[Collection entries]
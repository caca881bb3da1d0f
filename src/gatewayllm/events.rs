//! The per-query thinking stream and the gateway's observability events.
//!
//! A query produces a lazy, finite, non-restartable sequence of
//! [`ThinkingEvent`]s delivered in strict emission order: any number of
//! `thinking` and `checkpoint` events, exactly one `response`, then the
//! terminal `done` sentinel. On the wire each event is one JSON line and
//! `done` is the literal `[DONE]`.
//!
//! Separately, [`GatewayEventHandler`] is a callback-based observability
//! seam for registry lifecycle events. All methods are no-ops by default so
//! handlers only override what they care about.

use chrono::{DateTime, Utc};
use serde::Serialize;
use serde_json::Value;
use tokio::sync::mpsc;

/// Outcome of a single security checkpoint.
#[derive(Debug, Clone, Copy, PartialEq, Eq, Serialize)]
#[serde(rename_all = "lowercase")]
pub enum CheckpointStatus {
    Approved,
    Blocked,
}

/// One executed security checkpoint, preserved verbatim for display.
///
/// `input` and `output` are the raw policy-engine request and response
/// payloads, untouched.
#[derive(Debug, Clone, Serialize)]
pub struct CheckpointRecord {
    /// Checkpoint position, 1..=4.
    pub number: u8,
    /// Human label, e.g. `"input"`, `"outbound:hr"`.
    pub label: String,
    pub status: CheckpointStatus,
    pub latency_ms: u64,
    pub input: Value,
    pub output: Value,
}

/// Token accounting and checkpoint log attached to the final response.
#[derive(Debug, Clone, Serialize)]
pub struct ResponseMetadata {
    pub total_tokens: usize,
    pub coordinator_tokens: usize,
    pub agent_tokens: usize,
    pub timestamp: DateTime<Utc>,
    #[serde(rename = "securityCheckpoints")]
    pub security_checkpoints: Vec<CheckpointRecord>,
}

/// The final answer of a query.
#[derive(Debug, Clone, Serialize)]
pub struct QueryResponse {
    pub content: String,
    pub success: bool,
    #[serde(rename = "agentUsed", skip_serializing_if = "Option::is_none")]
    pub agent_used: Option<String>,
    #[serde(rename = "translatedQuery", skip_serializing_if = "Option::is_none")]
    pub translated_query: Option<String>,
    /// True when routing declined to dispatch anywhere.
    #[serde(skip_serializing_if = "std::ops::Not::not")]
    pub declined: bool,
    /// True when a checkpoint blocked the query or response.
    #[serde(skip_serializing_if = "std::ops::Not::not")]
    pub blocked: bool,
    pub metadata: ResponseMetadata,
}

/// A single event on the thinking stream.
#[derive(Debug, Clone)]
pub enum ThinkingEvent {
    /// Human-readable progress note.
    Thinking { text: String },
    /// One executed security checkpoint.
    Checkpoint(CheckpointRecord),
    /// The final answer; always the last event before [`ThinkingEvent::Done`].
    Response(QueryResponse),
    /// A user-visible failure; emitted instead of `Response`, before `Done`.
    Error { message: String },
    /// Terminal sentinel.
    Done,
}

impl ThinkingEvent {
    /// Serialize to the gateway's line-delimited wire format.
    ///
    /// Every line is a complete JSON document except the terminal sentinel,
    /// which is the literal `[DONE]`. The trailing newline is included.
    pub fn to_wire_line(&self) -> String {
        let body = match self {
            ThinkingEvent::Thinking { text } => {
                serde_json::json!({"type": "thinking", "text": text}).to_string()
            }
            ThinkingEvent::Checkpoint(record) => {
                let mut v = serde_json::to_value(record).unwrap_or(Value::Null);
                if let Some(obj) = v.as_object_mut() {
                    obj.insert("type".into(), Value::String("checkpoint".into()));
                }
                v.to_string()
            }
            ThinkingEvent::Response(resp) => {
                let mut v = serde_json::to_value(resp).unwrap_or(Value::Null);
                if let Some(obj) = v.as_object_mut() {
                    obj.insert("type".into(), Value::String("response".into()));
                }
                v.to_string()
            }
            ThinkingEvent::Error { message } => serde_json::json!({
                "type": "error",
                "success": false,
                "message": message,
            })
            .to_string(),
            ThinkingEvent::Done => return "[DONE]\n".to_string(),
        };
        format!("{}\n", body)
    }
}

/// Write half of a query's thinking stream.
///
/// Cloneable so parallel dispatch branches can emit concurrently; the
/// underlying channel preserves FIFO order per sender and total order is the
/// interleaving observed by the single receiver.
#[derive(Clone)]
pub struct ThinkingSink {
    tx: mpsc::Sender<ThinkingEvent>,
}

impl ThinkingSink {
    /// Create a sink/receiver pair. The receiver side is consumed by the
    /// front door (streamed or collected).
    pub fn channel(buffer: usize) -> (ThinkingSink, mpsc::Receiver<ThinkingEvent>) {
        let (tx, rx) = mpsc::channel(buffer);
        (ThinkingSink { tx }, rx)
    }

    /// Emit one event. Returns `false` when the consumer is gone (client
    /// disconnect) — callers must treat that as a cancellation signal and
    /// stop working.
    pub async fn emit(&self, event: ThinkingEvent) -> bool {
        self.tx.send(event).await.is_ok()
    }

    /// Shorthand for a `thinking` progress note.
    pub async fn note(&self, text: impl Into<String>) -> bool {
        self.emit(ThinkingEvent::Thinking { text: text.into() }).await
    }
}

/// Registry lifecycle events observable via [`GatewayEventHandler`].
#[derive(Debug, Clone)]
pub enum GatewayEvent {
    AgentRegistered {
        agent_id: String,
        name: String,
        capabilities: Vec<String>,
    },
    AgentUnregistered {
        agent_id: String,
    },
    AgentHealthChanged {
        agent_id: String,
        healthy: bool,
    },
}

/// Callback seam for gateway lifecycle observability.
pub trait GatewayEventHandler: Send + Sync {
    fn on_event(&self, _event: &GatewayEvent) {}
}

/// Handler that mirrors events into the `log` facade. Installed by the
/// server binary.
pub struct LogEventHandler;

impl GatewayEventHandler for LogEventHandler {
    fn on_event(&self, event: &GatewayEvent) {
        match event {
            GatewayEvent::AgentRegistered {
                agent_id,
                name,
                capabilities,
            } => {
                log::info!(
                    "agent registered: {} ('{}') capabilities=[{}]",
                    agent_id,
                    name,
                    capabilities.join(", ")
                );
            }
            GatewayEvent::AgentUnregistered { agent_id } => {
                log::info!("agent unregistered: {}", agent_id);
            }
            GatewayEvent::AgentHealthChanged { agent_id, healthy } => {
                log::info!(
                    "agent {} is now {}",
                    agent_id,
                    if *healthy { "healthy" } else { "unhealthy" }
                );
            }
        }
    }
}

WHAT YOU NEED TO DO: Taking the entries above, print exactly the lines starting at the line with "the thinking stream." and ending at the line with "The final answer;", both included.

WRITTEN REPLY:
/// A single event on the thinking stream.
#[derive(Debug, Clone)]
pub enum ThinkingEvent {
    /// Human-readable progress note.
    Thinking { text: String },
    /// One executed security checkpoint.
    Checkpoint(CheckpointRecord),
    /// The final answer; always the last event before [`ThinkingEvent::Done`].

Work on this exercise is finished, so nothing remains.